DATA SHOWN |
========================================

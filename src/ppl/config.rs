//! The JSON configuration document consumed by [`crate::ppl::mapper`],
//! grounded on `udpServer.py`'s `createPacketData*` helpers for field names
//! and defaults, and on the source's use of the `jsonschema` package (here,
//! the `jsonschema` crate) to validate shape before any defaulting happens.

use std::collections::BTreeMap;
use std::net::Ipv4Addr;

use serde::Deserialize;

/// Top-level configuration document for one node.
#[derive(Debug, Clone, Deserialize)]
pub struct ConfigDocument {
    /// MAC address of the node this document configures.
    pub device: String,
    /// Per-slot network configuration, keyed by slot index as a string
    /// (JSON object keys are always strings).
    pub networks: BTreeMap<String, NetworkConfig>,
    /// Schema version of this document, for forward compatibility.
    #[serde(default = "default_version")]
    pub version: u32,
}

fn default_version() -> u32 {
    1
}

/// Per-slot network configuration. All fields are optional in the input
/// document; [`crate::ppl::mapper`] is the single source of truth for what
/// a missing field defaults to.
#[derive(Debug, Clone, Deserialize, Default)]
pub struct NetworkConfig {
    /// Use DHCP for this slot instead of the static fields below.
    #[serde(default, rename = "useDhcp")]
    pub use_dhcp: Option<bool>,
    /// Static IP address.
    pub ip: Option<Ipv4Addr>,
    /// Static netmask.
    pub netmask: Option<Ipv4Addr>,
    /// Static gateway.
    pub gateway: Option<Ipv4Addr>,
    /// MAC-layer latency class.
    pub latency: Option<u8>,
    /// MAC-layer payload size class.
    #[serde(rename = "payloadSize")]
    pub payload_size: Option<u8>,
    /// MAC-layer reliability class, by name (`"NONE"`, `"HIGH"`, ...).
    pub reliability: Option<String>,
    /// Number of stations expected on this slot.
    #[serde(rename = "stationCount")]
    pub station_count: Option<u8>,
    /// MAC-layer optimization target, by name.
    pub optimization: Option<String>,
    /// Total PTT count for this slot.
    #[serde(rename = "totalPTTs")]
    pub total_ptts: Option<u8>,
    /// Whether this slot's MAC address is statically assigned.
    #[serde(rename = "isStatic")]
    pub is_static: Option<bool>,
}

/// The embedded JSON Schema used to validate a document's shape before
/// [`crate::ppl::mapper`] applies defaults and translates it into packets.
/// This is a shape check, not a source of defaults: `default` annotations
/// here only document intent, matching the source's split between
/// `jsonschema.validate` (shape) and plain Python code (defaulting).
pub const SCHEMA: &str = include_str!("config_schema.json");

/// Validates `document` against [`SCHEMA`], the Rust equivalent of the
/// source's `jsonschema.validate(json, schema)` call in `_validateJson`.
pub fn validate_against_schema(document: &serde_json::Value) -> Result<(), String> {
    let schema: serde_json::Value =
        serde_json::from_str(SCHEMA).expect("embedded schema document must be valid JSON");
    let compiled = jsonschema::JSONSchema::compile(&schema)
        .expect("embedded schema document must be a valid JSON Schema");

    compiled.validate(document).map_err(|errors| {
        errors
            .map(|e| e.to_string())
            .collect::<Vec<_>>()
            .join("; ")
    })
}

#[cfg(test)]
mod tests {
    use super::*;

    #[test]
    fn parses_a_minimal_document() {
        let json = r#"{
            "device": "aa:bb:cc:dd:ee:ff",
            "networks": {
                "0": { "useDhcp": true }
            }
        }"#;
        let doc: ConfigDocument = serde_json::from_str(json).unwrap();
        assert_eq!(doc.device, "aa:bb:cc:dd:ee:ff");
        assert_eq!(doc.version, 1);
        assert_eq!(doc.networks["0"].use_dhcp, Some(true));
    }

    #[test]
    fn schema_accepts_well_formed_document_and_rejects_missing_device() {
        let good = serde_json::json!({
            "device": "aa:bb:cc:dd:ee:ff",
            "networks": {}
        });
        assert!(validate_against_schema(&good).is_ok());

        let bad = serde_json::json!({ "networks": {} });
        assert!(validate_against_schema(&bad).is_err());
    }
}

========================================

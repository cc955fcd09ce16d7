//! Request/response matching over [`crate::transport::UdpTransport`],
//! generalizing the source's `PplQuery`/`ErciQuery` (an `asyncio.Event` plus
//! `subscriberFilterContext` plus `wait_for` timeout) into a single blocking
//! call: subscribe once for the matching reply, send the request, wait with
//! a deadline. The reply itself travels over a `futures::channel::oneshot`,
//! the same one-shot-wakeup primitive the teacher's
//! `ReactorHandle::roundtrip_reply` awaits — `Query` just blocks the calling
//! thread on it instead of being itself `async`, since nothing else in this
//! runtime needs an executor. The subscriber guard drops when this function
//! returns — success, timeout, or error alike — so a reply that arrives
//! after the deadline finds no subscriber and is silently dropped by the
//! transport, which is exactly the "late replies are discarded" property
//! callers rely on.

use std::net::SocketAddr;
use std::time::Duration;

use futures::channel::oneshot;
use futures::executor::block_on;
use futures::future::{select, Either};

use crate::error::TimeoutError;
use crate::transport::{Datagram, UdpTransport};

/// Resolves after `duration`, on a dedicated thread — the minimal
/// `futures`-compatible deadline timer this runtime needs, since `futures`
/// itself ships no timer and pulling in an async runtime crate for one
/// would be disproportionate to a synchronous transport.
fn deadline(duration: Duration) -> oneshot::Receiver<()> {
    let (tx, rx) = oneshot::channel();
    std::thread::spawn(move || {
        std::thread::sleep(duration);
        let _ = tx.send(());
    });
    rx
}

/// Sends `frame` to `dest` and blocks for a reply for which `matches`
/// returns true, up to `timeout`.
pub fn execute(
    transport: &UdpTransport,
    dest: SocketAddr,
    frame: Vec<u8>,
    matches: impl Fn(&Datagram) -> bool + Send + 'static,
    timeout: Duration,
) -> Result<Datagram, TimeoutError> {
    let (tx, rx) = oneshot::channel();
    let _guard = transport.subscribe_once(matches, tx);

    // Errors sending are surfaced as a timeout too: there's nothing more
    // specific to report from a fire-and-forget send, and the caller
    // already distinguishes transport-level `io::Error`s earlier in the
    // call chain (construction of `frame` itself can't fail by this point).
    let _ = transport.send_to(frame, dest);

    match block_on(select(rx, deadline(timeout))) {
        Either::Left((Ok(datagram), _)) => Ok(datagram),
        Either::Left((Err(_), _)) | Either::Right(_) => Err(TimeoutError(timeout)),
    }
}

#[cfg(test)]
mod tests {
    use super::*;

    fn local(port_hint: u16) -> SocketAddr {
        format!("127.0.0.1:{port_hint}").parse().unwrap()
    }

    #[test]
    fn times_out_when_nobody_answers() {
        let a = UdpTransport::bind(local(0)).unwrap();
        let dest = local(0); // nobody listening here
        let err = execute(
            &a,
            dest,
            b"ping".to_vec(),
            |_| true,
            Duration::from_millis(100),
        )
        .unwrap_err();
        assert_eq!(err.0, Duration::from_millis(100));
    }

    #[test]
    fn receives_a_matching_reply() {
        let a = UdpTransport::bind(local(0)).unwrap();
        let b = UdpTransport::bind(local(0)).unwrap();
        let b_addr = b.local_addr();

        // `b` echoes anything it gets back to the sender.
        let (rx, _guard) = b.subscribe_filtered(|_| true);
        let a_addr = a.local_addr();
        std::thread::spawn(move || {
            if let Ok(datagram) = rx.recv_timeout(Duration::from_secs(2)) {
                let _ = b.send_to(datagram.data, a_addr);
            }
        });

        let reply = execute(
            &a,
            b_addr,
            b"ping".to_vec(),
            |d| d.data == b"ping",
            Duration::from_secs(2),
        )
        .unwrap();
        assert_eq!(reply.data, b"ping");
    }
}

========================================

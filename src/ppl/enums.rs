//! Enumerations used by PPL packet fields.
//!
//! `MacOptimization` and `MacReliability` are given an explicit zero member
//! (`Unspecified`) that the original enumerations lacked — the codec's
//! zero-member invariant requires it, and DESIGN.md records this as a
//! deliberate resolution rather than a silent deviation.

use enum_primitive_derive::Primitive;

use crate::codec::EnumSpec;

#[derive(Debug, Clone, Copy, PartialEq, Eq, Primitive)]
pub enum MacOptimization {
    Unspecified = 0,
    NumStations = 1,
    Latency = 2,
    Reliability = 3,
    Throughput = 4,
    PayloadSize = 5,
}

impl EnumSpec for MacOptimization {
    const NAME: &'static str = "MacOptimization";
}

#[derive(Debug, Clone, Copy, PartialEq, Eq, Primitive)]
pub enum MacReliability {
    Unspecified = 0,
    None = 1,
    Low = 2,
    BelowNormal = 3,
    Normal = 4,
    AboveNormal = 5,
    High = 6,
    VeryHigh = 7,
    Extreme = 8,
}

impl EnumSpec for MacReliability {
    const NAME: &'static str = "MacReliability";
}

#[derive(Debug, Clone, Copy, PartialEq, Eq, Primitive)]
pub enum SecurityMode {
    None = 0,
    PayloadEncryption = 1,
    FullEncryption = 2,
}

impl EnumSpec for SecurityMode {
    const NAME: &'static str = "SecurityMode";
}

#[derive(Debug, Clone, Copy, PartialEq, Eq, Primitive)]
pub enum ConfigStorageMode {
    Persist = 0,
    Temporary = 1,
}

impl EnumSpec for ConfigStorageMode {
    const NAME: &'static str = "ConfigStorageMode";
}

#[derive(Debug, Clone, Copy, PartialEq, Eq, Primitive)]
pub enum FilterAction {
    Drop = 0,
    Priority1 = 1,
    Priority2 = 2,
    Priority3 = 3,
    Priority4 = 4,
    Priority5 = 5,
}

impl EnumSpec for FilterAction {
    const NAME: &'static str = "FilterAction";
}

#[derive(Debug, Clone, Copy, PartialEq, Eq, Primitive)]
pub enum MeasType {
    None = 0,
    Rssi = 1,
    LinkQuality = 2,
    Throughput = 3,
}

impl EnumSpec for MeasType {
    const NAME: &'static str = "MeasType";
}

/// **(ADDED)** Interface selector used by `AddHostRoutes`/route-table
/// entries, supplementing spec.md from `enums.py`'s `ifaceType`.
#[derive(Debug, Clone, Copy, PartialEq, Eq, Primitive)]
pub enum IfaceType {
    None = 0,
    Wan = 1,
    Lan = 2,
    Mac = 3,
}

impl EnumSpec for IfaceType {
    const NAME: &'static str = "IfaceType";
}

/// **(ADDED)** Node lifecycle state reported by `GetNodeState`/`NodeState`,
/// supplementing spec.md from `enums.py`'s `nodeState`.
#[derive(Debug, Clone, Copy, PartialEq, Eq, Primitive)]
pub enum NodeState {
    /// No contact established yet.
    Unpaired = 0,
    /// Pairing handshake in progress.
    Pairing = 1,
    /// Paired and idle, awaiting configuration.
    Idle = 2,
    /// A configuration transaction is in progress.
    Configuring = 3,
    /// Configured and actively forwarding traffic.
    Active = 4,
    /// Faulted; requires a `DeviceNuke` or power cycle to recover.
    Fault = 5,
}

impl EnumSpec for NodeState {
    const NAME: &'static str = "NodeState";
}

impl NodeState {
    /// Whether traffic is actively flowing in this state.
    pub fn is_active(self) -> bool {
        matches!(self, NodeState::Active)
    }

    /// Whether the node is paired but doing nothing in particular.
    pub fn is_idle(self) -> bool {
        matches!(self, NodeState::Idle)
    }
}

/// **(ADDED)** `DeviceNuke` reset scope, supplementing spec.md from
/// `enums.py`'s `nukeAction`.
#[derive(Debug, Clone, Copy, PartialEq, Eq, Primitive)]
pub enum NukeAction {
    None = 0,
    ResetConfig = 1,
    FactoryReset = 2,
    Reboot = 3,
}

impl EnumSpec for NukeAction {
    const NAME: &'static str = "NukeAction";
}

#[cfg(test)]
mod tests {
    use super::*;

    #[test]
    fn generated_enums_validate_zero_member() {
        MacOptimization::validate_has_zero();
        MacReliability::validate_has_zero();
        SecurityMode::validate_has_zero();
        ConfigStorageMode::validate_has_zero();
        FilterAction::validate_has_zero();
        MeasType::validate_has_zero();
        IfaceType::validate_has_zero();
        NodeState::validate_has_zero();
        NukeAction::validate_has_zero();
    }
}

========================================

ACTIVITY |
In the records above, find every line that contains the word "Deserialize" and copy it.

RESPONSE AREA |
use serde::Deserialize;
#[derive(Debug, Clone, Deserialize)]
#[derive(Debug, Clone, Deserialize, Default)]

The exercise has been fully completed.